Write the listing out again, all of it, word for word.

** Opening Records for the task block **

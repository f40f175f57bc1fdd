use crate::awards::world_skills::WorldSkillsError;
use crate::config::ConfigError;
use crate::imports::DatasetImportError;
use crate::telemetry::TelemetryError;
use axum::http::StatusCode;
use axum::response::{IntoResponse, Response};
use axum::Json;
use serde_json::json;
use std::fmt;

#[derive(Debug)]
pub enum AppError {
    Config(ConfigError),
    Telemetry(TelemetryError),
    Io(std::io::Error),
    Server(axum::Error),
    Import(DatasetImportError),
    Dataset(serde_json::Error),
    WorldSkills(WorldSkillsError),
    Task(tokio::task::JoinError),
}

impl fmt::Display for AppError {
    fn fmt(&self, f: &mut fmt::Formatter<'_>) -> fmt::Result {
        match self {
            AppError::Config(err) => write!(f, "configuration error: {}", err),
            AppError::Telemetry(err) => write!(f, "telemetry error: {}", err),
            AppError::Io(err) => write!(f, "io error: {}", err),
            AppError::Server(err) => write!(f, "server error: {}", err),
            AppError::Import(err) => write!(f, "import error: {}", err),
            AppError::Dataset(err) => write!(f, "invalid dataset: {}", err),
            AppError::WorldSkills(err) => write!(f, "world skills error: {}", err),
            AppError::Task(err) => write!(f, "evaluation did not complete: {}", err),
        }
    }
}

impl std::error::Error for AppError {
    fn source(&self) -> Option<&(dyn std::error::Error + 'static)> {
        match self {
            AppError::Config(err) => Some(err),
            AppError::Telemetry(err) => Some(err),
            AppError::Io(err) => Some(err),
            AppError::Server(err) => Some(err),
            AppError::Import(err) => Some(err),
            AppError::Dataset(err) => Some(err),
            AppError::WorldSkills(err) => Some(err),
            AppError::Task(err) => Some(err),
        }
    }
}

impl IntoResponse for AppError {
    fn into_response(self) -> Response {
        let status = match self {
            AppError::Import(_) | AppError::Dataset(_) => StatusCode::BAD_REQUEST,
            AppError::WorldSkills(WorldSkillsError::NotCached { .. }) => StatusCode::NOT_FOUND,
            AppError::WorldSkills(WorldSkillsError::Unavailable(_)) => {
                StatusCode::SERVICE_UNAVAILABLE
            }
            AppError::Config(_)
            | AppError::Telemetry(_)
            | AppError::Io(_)
            | AppError::Server(_)
            | AppError::Task(_) => StatusCode::INTERNAL_SERVER_ERROR,
        };

        let body = Json(json!({ "error": self.to_string() }));
        (status, body).into_response()
    }
}

impl From<ConfigError> for AppError {
    fn from(value: ConfigError) -> Self {
        Self::Config(value)
    }
}

impl From<TelemetryError> for AppError {
    fn from(value: TelemetryError) -> Self {
        Self::Telemetry(value)
    }
}

impl From<std::io::Error> for AppError {
    fn from(value: std::io::Error) -> Self {
        Self::Io(value)
    }
}

impl From<axum::Error> for AppError {
    fn from(value: axum::Error) -> Self {
        Self::Server(value)
    }
}

impl From<DatasetImportError> for AppError {
    fn from(value: DatasetImportError) -> Self {
        Self::Import(value)
    }
}

impl From<serde_json::Error> for AppError {
    fn from(value: serde_json::Error) -> Self {
        Self::Dataset(value)
    }
}

impl From<WorldSkillsError> for AppError {
    fn from(value: WorldSkillsError) -> Self {
        Self::WorldSkills(value)
    }
}

impl From<tokio::task::JoinError> for AppError {
    fn from(value: tokio::task::JoinError) -> Self {
        Self::Task(value)
    }
}
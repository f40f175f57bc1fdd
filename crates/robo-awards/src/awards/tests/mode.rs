use crate::awards::domain::{AwardCategory, AwardDescriptor};
use crate::awards::mode::{AwardMode, AwardModeResolver};

fn awards(titles: &[&str]) -> Vec<AwardDescriptor> {
    titles
        .iter()
        .zip(1..)
        .map(|(title, order)| AwardDescriptor::new(*title, order))
        .collect()
}

#[test]
fn middle_and_high_titles_split_the_award() {
    let list = awards(&[
        "All-Around Champion (Middle School)",
        "All-Around Champion (High School)",
    ]);
    assert_eq!(
        AwardModeResolver::resolve(&list, AwardCategory::AllAround),
        AwardMode::Split
    );
}

#[test]
fn single_title_is_combined() {
    let list = awards(&["All-Around Champion"]);
    assert_eq!(
        AwardModeResolver::resolve(&list, AwardCategory::AllAround),
        AwardMode::Combined
    );
}

#[test]
fn empty_award_list_is_combined_and_not_offered() {
    let resolved = AwardModeResolver::inspect(&[], AwardCategory::Excellence);
    assert_eq!(resolved.mode, AwardMode::Combined);
    assert!(!resolved.offered);
    assert!(resolved.titles.is_empty());
}

#[test]
fn only_one_grade_title_stays_combined() {
    let list = awards(&["Excellence Award - High School"]);
    let resolved = AwardModeResolver::inspect(&list, AwardCategory::Excellence);
    assert_eq!(resolved.mode, AwardMode::Combined);
    assert!(resolved.offered);
}

#[test]
fn other_categories_do_not_influence_mode() {
    let list = awards(&[
        "Excellence Award - Middle School",
        "Excellence Award - High School",
        "All-Around Champion",
        "Tournament Champions",
    ]);

    assert_eq!(
        AwardModeResolver::resolve(&list, AwardCategory::Excellence),
        AwardMode::Split
    );
    assert_eq!(
        AwardModeResolver::resolve(&list, AwardCategory::AllAround),
        AwardMode::Combined
    );
}

#[test]
fn titles_follow_award_order() {
    let mut list = awards(&[
        "Excellence Award - High School",
        "Excellence Award - Middle School",
    ]);
    list[0].order = 9;

    let resolved = AwardModeResolver::inspect(&list, AwardCategory::Excellence);
    assert_eq!(
        resolved.titles,
        vec![
            "Excellence Award - Middle School".to_string(),
            "Excellence Award - High School".to_string(),
        ]
    );
}
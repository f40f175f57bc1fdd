mod common;
mod mode;
mod world_skills;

** Closing Records for the task block **

▶ [Task response]:
repository f40f175f57bc1fdd
use crate::awards::world_skills::WorldSkillsError;
use crate::config::ConfigError;
use crate::imports::DatasetImportError;
use crate::telemetry::TelemetryError;
use axum::http::StatusCode;
use axum::response::{IntoResponse, Response};
use axum::Json;
use serde_json::json;
use std::fmt;

#[derive(Debug)]
pub enum AppError {
    Config(ConfigError),
    Telemetry(TelemetryError),
    Io(std::io::Error),
    Server(axum::Error),
    Import(DatasetImportError),
    Dataset(serde_json::Error),
    WorldSkills(WorldSkillsError),
    Task(tokio::task::JoinError),
}

impl fmt::Display for AppError {
    fn fmt(&self, f: &mut fmt::Formatter<'_>) -> fmt::Result {
        match self {
            AppError::Config(err) => write!(f, "configuration error: {}", err),
            AppError::Telemetry(err) => write!(f, "telemetry error: {}", err),
            AppError::Io(err) => write!(f, "io error: {}", err),
            AppError::Server(err) => write!(f, "server error: {}", err),
            AppError::Import(err) => write!(f, "import error: {}", err),
            AppError::Dataset(err) => write!(f, "invalid dataset: {}", err),
            AppError::WorldSkills(err) => write!(f, "world skills error: {}", err),
            AppError::Task(err) => write!(f, "evaluation did not complete: {}", err),
        }
    }
}

impl std::error::Error for AppError {
    fn source(&self) -> Option<&(dyn std::error::Error + 'static)> {
        match self {
            AppError::Config(err) => Some(err),
            AppError::Telemetry(err) => Some(err),
            AppError::Io(err) => Some(err),
            AppError::Server(err) => Some(err),
            AppError::Import(err) => Some(err),
            AppError::Dataset(err) => Some(err),
            AppError::WorldSkills(err) => Some(err),
            AppError::Task(err) => Some(err),
        }
    }
}

impl IntoResponse for AppError {
    fn into_response(self) -> Response {
        let status = match self {
            AppError::Import(_) | AppError::Dataset(_) => StatusCode::BAD_REQUEST,
            AppError::WorldSkills(WorldSkillsError::NotCached { .. }) => StatusCode::NOT_FOUND,
            AppError::WorldSkills(WorldSkillsError::Unavailable(_)) => {
                StatusCode::SERVICE_UNAVAILABLE
            }
            AppError::Config(_)
            | AppError::Telemetry(_)
            | AppError::Io(_)
            | AppError::Server(_)
            | AppError::Task(_) => StatusCode::INTERNAL_SERVER_ERROR,
        };

        let body = Json(json!({ "error": self.to_string() }));
        (status, body).into_response()
    }
}

impl From<ConfigError> for AppError {
    fn from(value: ConfigError) -> Self {
        Self::Config(value)
    }
}

impl From<TelemetryError> for AppError {
    fn from(value: TelemetryError) -> Self {
        Self::Telemetry(value)
    }
}

impl From<std::io::Error> for AppError {
    fn from(value: std::io::Error) -> Self {
        Self::Io(value)
    }
}

impl From<axum::Error> for AppError {
    fn from(value: axum::Error) -> Self {
        Self::Server(value)
    }
}

impl From<DatasetImportError> for AppError {
    fn from(value: DatasetImportError) -> Self {
        Self::Import(value)
    }
}

impl From<serde_json::Error> for AppError {
    fn from(value: serde_json::Error) -> Self {
        Self::Dataset(value)
    }
}

impl From<WorldSkillsError> for AppError {
    fn from(value: WorldSkillsError) -> Self {
        Self::WorldSkills(value)
    }
}

impl From<tokio::task::JoinError> for AppError {
    fn from(value: tokio::task::JoinError) -> Self {
        Self::Task(value)
    }
}
repository f40f175f57bc1fdd
filename crates/robo-awards/src/awards/tests/mode.rs
use crate::awards::domain::{AwardCategory, AwardDescriptor};
use crate::awards::mode::{AwardMode, AwardModeResolver};

fn awards(titles: &[&str]) -> Vec<AwardDescriptor> {
    titles
        .iter()
        .zip(1..)
        .map(|(title, order)| AwardDescriptor::new(*title, order))
        .collect()
}

#[test]
fn middle_and_high_titles_split_the_award() {
    let list = awards(&[
        "All-Around Champion (Middle School)",
        "All-Around Champion (High School)",
    ]);
    assert_eq!(
        AwardModeResolver::resolve(&list, AwardCategory::AllAround),
        AwardMode::Split
    );
}

#[test]
fn single_title_is_combined() {
    let list = awards(&["All-Around Champion"]);
    assert_eq!(
        AwardModeResolver::resolve(&list, AwardCategory::AllAround),
        AwardMode::Combined
    );
}

#[test]
fn empty_award_list_is_combined_and_not_offered() {
    let resolved = AwardModeResolver::inspect(&[], AwardCategory::Excellence);
    assert_eq!(resolved.mode, AwardMode::Combined);
    assert!(!resolved.offered);
    assert!(resolved.titles.is_empty());
}

#[test]
fn only_one_grade_title_stays_combined() {
    let list = awards(&["Excellence Award - High School"]);
    let resolved = AwardModeResolver::inspect(&list, AwardCategory::Excellence);
    assert_eq!(resolved.mode, AwardMode::Combined);
    assert!(resolved.offered);
}

#[test]
fn other_categories_do_not_influence_mode() {
    let list = awards(&[
        "Excellence Award - Middle School",
        "Excellence Award - High School",
        "All-Around Champion",
        "Tournament Champions",
    ]);

    assert_eq!(
        AwardModeResolver::resolve(&list, AwardCategory::Excellence),
        AwardMode::Split
    );
    assert_eq!(
        AwardModeResolver::resolve(&list, AwardCategory::AllAround),
        AwardMode::Combined
    );
}

#[test]
fn titles_follow_award_order() {
    let mut list = awards(&[
        "Excellence Award - High School",
        "Excellence Award - Middle School",
    ]);
    list[0].order = 9;

    let resolved = AwardModeResolver::inspect(&list, AwardCategory::Excellence);
    assert_eq!(
        resolved.titles,
        vec![
            "Excellence Award - Middle School".to_string(),
            "Excellence Award - High School".to_string(),
        ]
    );
}
repository f40f175f57bc1fdd
mod common;
mod mode;
mod world_skills;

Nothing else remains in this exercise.